223 F. 748 | 4th Cir. | 1915
The writ of error in this case seeks to reverse a judgment obtained by the United States in an action, tried by the court without a jury, to recover penalties for alleged violations of the Safety Appliance Laws, so called. The violations in question are predicated upon the use of hand brakes, which is claimed to be forbidden, in the operation of certain trains on a section of defendant’s road, and it is conceded that hand brakes were used, in the manner and to the extent hereinafter described, on the occasions specified in the government’s declaration.
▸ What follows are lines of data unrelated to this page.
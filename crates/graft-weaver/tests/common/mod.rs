//! Shared fixtures for the weaver integration tests

#![allow(dead_code)]

use graft_bytecode::{access, Insn, MemberRef, TypeBuilder};
use graft_vm::{Value, Vm};
use graft_weaver::safety_net::{report_descriptor, DEFAULT_REPORT_NAME, DEFAULT_REPORT_OWNER};
use graft_weaver::InMemoryResolver;
use parking_lot::Mutex;
use std::sync::Arc;

pub const WIDGET: &str = "demo/Widget";
pub const COUNTING: &str = "demo/Counting";
pub const GREETER: &str = "demo/Greeter";
pub const ADVICE: &str = "demo/Advice";

pub fn object_init() -> Insn {
    Insn::Invokespecial(MemberRef::new("std/Object", "<init>", "()V"))
}

/// `Widget()` delegates to `this(0)`; `Widget(int)` does the real work
pub fn widget() -> Vec<u8> {
    TypeBuilder::new(WIDGET)
        .field(access::PRIVATE, "size", "I")
        .method(access::PUBLIC, "<init>", "()V", |m| {
            m.emit(Insn::Aload(0))
                .emit(Insn::Iconst(0))
                .emit(Insn::Invokespecial(MemberRef::new(WIDGET, "<init>", "(I)V")))
                .emit(Insn::Return);
        })
        .method(access::PUBLIC, "<init>", "(I)V", |m| {
            m.emit(Insn::Aload(0))
                .emit(object_init())
                .emit(Insn::Aload(0))
                .emit(Insn::Iload(1))
                .emit(Insn::Putfield(MemberRef::new(WIDGET, "size", "I")))
                .emit(Insn::Return);
        })
        .to_bytes()
        .unwrap()
}

/// Donor counting how often `bump` ran
pub fn counting() -> Vec<u8> {
    let count = MemberRef::new(COUNTING, "count", "I");
    TypeBuilder::new(COUNTING)
        .field(access::PRIVATE, "count", "I")
        .method(access::PUBLIC, "<init>", "()V", |m| {
            m.emit(Insn::Aload(0)).emit(object_init()).emit(Insn::Return);
        })
        .method(access::PUBLIC, "bump", "()V", |m| {
            m.emit(Insn::Aload(0))
                .emit(Insn::Aload(0))
                .emit(Insn::Getfield(count.clone()))
                .emit(Insn::Iconst(1))
                .emit(Insn::Iadd)
                .emit(Insn::Putfield(count.clone()))
                .emit(Insn::Return);
        })
        .method(access::PUBLIC, "count", "()I", |m| {
            m.emit(Insn::Aload(0))
                .emit(Insn::Getfield(count.clone()))
                .emit(Insn::Ireturn);
        })
        .method(access::PUBLIC, "touch", "()Ldemo/Counting;", |m| {
            m.emit(Insn::Aload(0))
                .emit(Insn::Invokevirtual(MemberRef::new(COUNTING, "bump", "()V")))
                .emit(Insn::Aload(0))
                .emit(Insn::Areturn);
        })
        .to_bytes()
        .unwrap()
}

/// `greet(n)` returns `n * 2`
pub fn greeter() -> Vec<u8> {
    TypeBuilder::new(GREETER)
        .method(access::PUBLIC, "<init>", "()V", |m| {
            m.emit(Insn::Aload(0)).emit(object_init()).emit(Insn::Return);
        })
        .method(access::PUBLIC, "greet", "(I)I", |m| {
            m.emit(Insn::Iload(1))
                .emit(Insn::Iconst(2))
                .emit(Insn::Imul)
                .emit(Insn::Ireturn);
        })
        .to_bytes()
        .unwrap()
}

/// Static advice methods: one divides by zero, one throws a fresh
/// throwable after stashing it in `last`, one only counts its calls
pub fn advice() -> Vec<u8> {
    let last = MemberRef::new(ADVICE, "last", "Lstd/Throwable;");
    let calls = MemberRef::new(ADVICE, "calls", "I");
    TypeBuilder::new(ADVICE)
        .field(access::STATIC, "last", "Lstd/Throwable;")
        .field(access::STATIC, "calls", "I")
        .method(access::PUBLIC | access::STATIC, "explode", "()V", |m| {
            m.emit(Insn::Iconst(1))
                .emit(Insn::Iconst(0))
                .emit(Insn::Idiv)
                .emit(Insn::Pop)
                .emit(Insn::Return);
        })
        .method(access::PUBLIC | access::STATIC, "raise", "()V", |m| {
            m.emit(Insn::New("std/Throwable".into()))
                .emit(Insn::Dup)
                .emit(Insn::Ldc("advice failed".into()))
                .emit(Insn::Invokespecial(MemberRef::new(
                    "std/Throwable",
                    "<init>",
                    "(Lstd/String;)V",
                )))
                .emit(Insn::Dup)
                .emit(Insn::Putstatic(last.clone()))
                .emit(Insn::Athrow);
        })
        .method(access::PUBLIC | access::STATIC, "quiet", "()V", |m| {
            m.emit(Insn::Getstatic(calls.clone()))
                .emit(Insn::Iconst(1))
                .emit(Insn::Iadd)
                .emit(Insn::Putstatic(calls.clone()))
                .emit(Insn::Return);
        })
        .to_bytes()
        .unwrap()
}

pub fn advice_ref(name: &str) -> MemberRef {
    MemberRef::new(ADVICE, name, "()V")
}

pub fn resolver() -> InMemoryResolver {
    InMemoryResolver::new().with(COUNTING, counting())
}

/// Everything a reporting hook received
#[derive(Clone, Default)]
pub struct Reports(Arc<Mutex<Vec<(String, Value)>>>);

impl Reports {
    /// Install as the native `owner.name(message, cause)` on `vm`
    pub fn install(&self, vm: &Vm, owner: &str, name: &str) {
        let sink = self.0.clone();
        vm.register_native(owner, name, &report_descriptor(), move |args| {
            let message = args[0].as_str().unwrap_or_default().to_string();
            sink.lock().push((message, args[1].clone()));
            Ok(None)
        });
    }

    /// Install at the default hook
    pub fn install_default(&self, vm: &Vm) {
        self.install(vm, DEFAULT_REPORT_OWNER, DEFAULT_REPORT_NAME);
    }

    pub fn take(&self) -> Vec<(String, Value)> {
        std::mem::take(&mut *self.0.lock())
    }
}

/// A fresh VM with the default reporting hook recorded
pub fn vm() -> (Vm, Reports) {
    let vm = Vm::new().unwrap();
    let reports = Reports::default();
    reports.install_default(&vm);
    (vm, reports)
}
The undisputed facts which are deemed material may be summarized as follows:
Tlic Virginian Railway was constructed primarily for the transportation of coal at low cost from the mining districts of West Virginia to a tidewater terminal near the city of Norfolk, Va., and unusual expense was incurred to secure favorable grades and other conditions which would permit the hauling of this traffic in trains of great length.. It appears to be a common practice to operate trains of 100 cars, each carrying approximately 54 tons. These trains are said to exceed in tonnage, if not in number of cars, the trains in ordinary use on any other road in the country.
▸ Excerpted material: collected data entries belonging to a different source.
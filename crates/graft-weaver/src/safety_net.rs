//! Safety net generation
//!
//! A safety net is the handler placed behind instrumentation code: whatever
//! the instrumentation throws is handed to a reporting hook together with a
//! fixed message, and execution resumes after the protected region as if
//! nothing had happened.

use graft_bytecode::descriptor::{STRING, THROWABLE};
use graft_bytecode::{Frame, Insn, Label, MemberRef, MethodVisitor, TryCatchBlock, VType};
use once_cell::sync::Lazy;

/// Message passed to the reporting hook
pub const DEFAULT_MESSAGE: &str = "An error occurred while trying to apply an advisor";

/// Type declaring the reporting hook
pub const DEFAULT_REPORT_OWNER: &str = "graft/rt/Report";

/// Name of the reporting hook
pub const DEFAULT_REPORT_NAME: &str = "error";

static DEFAULT: Lazy<SafetyNet> =
    Lazy::new(|| SafetyNet::new(DEFAULT_MESSAGE, DEFAULT_REPORT_OWNER, DEFAULT_REPORT_NAME));

/// Descriptor every reporting hook must have: `(message, cause)`
pub fn report_descriptor() -> String {
    format!("(L{};L{};)V", STRING, THROWABLE)
}

/// Operand stack effect of an emitted sequence
#[derive(Debug, Clone, Copy, PartialEq, Eq)]
pub struct StackSize {
    /// Net change in depth
    pub net: i32,
    /// Maximum growth above the starting depth
    pub max: u32,
}

/// Immutable handler template
#[derive(Debug, Clone, PartialEq, Eq)]
pub struct SafetyNet {
    message: String,
    hook: MemberRef,
}

impl SafetyNet {
    /// Build a safety net reporting through `owner.name(Lstd/String;Lstd/Throwable;)V`
    pub fn new(message: impl Into<String>, owner: impl Into<String>, name: impl Into<String>) -> Self {
        Self {
            message: message.into(),
            hook: MemberRef::new(owner, name, report_descriptor()),
        }
    }

    /// The process-wide default safety net
    pub fn instance() -> &'static SafetyNet {
        &DEFAULT
    }

    /// Diagnostic message
    pub fn message(&self) -> &str {
        &self.message
    }

    /// Reporting hook
    pub fn hook(&self) -> &MemberRef {
        &self.hook
    }

    /// The handler body, entered with the throwable on the stack
    ///
    /// Ends with `resume` bound and an empty-stack frame declared there.
    pub fn sequence(&self, resume: Label) -> Vec<Insn> {
        vec![
            Insn::Ldc(self.message.clone()),
            Insn::Swap,
            Insn::Invokestatic(self.hook.clone()),
            Insn::Goto(resume),
            Insn::Label(resume),
            Insn::Frame(Frame::Same),
        ]
    }

    /// Emit the handler body into `mv`
    pub fn apply<M: MethodVisitor + ?Sized>(&self, mv: &mut M, resume: Label) -> StackSize {
        for insn in self.sequence(resume) {
            mv.visit_insn(insn);
        }
        // throwable in; LDC pushes the message on top of it; the hook consumes both
        StackSize { net: -1, max: 1 }
    }
}

impl Default for SafetyNet {
    fn default() -> Self {
        Self::instance().clone()
    }
}

/// Bracket around instrumentation code plus its catch-all handler
///
/// Created per instrumented method and emitted once: [`open`] before the
/// instrumentation, [`close`] after it.
///
/// [`open`]: SafetyNetRegion::open
/// [`close`]: SafetyNetRegion::close
#[derive(Debug, Clone, Copy, PartialEq, Eq)]
pub struct SafetyNetRegion {
    /// First protected instruction
    pub start: Label,
    /// First instruction after the protected range
    pub end: Label,
    /// Handler entry
    pub handler: Label,
    /// Where execution continues, normally or after a report
    pub resume: Label,
}

impl SafetyNetRegion {
    /// Allocate the region's labels from `mv`
    pub fn new<M: MethodVisitor + ?Sized>(mv: &mut M) -> Self {
        Self {
            start: mv.new_label(),
            end: mv.new_label(),
            handler: mv.new_label(),
            resume: mv.new_label(),
        }
    }

    /// Register the handler and mark the start of the protected range
    pub fn open<M: MethodVisitor + ?Sized>(&self, mv: &mut M) {
        mv.visit_try_catch(TryCatchBlock {
            start: self.start,
            end: self.end,
            handler: self.handler,
            catch_type: None,
        });
        mv.visit_insn(Insn::Label(self.start));
    }

    /// End the protected range and emit the handler
    pub fn close<M: MethodVisitor + ?Sized>(&self, mv: &mut M, net: &SafetyNet) -> StackSize {
        mv.visit_insn(Insn::Label(self.end));
        mv.visit_insn(Insn::Goto(self.resume));
        mv.visit_insn(Insn::Label(self.handler));
        mv.visit_insn(Insn::Frame(Frame::Same1(VType::Object(THROWABLE.to_string()))));
        net.apply(mv, self.resume)
    }
}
The section of track on which the alleged violations occurred, in July, 1912, extends from Goodview to Huddleston, in the state of Virginia, a distance of about 13 miles. It has throughout a descending grade to the east, which is the direction of the loaded movement, varying from nearly level to a maximum of 31.68 feet per mile, with heavy cuts and fills and numerous curves. At the time mentioned the roadbed was not firmly settled, and more or less trouble was experienced from the unstable condition of the fills and the sliding of earth and rocks in the cuts. On this account trains were,limited by order to a speed of 5 miles an hour at one point and 10 miles an hour at other points. It ivas found, however, that these very long trains could not be operated safely, at the slow rate of speed required on this grade, when air brakes only were used for their control. This was because air brakes could not be applied with needed effect, if at all, without exerting a pressure which would stop the train, or, if released before the train came to a standstill, would cause such a jerking and surging of the train as to break the cars apart, and accidents of this kind were of frequent occurrence. To avoid this danger the company decided upon the use of hand brakes, and accordingly, in May, 1912, promulgated the following order:
“In order to avoid breaking knuckles, pins, and couplers in east-bound 100-car trains coming down the six-tenths grade between Goodview Tunnel and Huddleston, these trains will be held with hand brakes and the independent engine brake.
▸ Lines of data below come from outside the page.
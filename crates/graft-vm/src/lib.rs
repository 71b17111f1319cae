//! Graft VM
//!
//! A small reference runtime for graft type images:
//! - loading with structural verification; rejected types never run
//! - an interpreter with managed exceptions and handler tables
//! - native hooks supplied by the host
//!
//! The weaver's tests use it to observe woven types actually running.

#![warn(missing_docs)]
#![warn(rust_2018_idioms)]

pub mod object;
pub mod value;
pub mod vm;

pub use object::{Class, Handler, Method, Object, ObjectRef};
pub use value::Value;
pub use vm::{ClassRegistry, NativeFn, NativeRegistry, Vm, MAX_CALL_DEPTH, MESSAGE_FIELD};

use graft_bytecode::{ImageError, VerifyError};

/// VM errors
#[derive(Debug, thiserror::Error)]
pub enum VmError {
    /// Call nesting exceeded [`MAX_CALL_DEPTH`]
    #[error("Stack overflow")]
    StackOverflow,

    /// Operand stack underflow
    #[error("Stack underflow")]
    StackUnderflow,

    /// Host call on a null or non-object value
    #[error("Null pointer exception")]
    NullPointer,

    /// Operand of the wrong kind
    #[error("Type error: {0}")]
    TypeError(String),

    /// Local slot out of range
    #[error("Invalid local slot {0}")]
    InvalidLocal(u16),

    /// Referenced type is not loaded
    #[error("Type {0} not found")]
    ClassNotFound(String),

    /// A type with this name is already loaded
    #[error("Type {0} is already loaded")]
    DuplicateType(String),

    /// No method with this name and descriptor up the hierarchy
    #[error("Method {owner}.{name}{descriptor} not found")]
    MethodNotFound {
        /// Type the lookup started from
        owner: String,
        /// Method name
        name: String,
        /// Method descriptor
        descriptor: String,
    },

    /// Invoked method has no body
    #[error("Abstract method {0} invoked")]
    AbstractMethod(String),

    /// No such field
    #[error("Field {owner}.{name} not found")]
    FieldNotFound {
        /// Type the field was looked up in
        owner: String,
        /// Field name
        name: String,
    },

    /// Method body could not be prepared for execution
    #[error("Link error: {0}")]
    LinkError(String),

    /// Type image could not be decoded
    #[error("Failed to load type: {0}")]
    Image(#[from] ImageError),

    /// Type failed verification and was not loaded
    #[error("Type {name} failed verification: {source}")]
    Verify {
        /// Internal name of the rejected type
        name: String,
        /// Verifier error
        #[source]
        source: VerifyError,
    },

    /// A managed exception reached the host
    #[error("Uncaught {class}: {message}")]
    Uncaught {
        /// Runtime type of the exception
        class: String,
        /// Its message, `null` when unset
        message: String,
    },

    /// Runtime error
    #[error("Runtime error: {0}")]
    RuntimeError(String),
}

/// VM execution result
pub type VmResult<T> = Result<T, VmError>;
“As a general proposition hand brakes should, be set about as follows: Goodview Tunnel to Westgate, 15 brakes; Westgate to Moneta, about 5 brakes; Moneta to Huddleston, about 20 brakes.
“If these brakes do not hold the train sufficiently, additional hand brakes will be set up, or the independent engine brake used.
“The automatic air brakes will be used if it is seen that the hand brakes are not holding properly, to make a quick stop on account of being flagged, or in other eases of emergency.”
“The engines on each of said trains were equipped with a power driving wheel brake, and appliances for operating the train brake system, and all of the cars in each of said trains were equipped with power or train brakes, so that the engineer on-each of said engines could control the speed of the trains without requiring brakemen to use a common hand brake for the purpose. All of said cars in each of said trains were also equipped with hand brakes.”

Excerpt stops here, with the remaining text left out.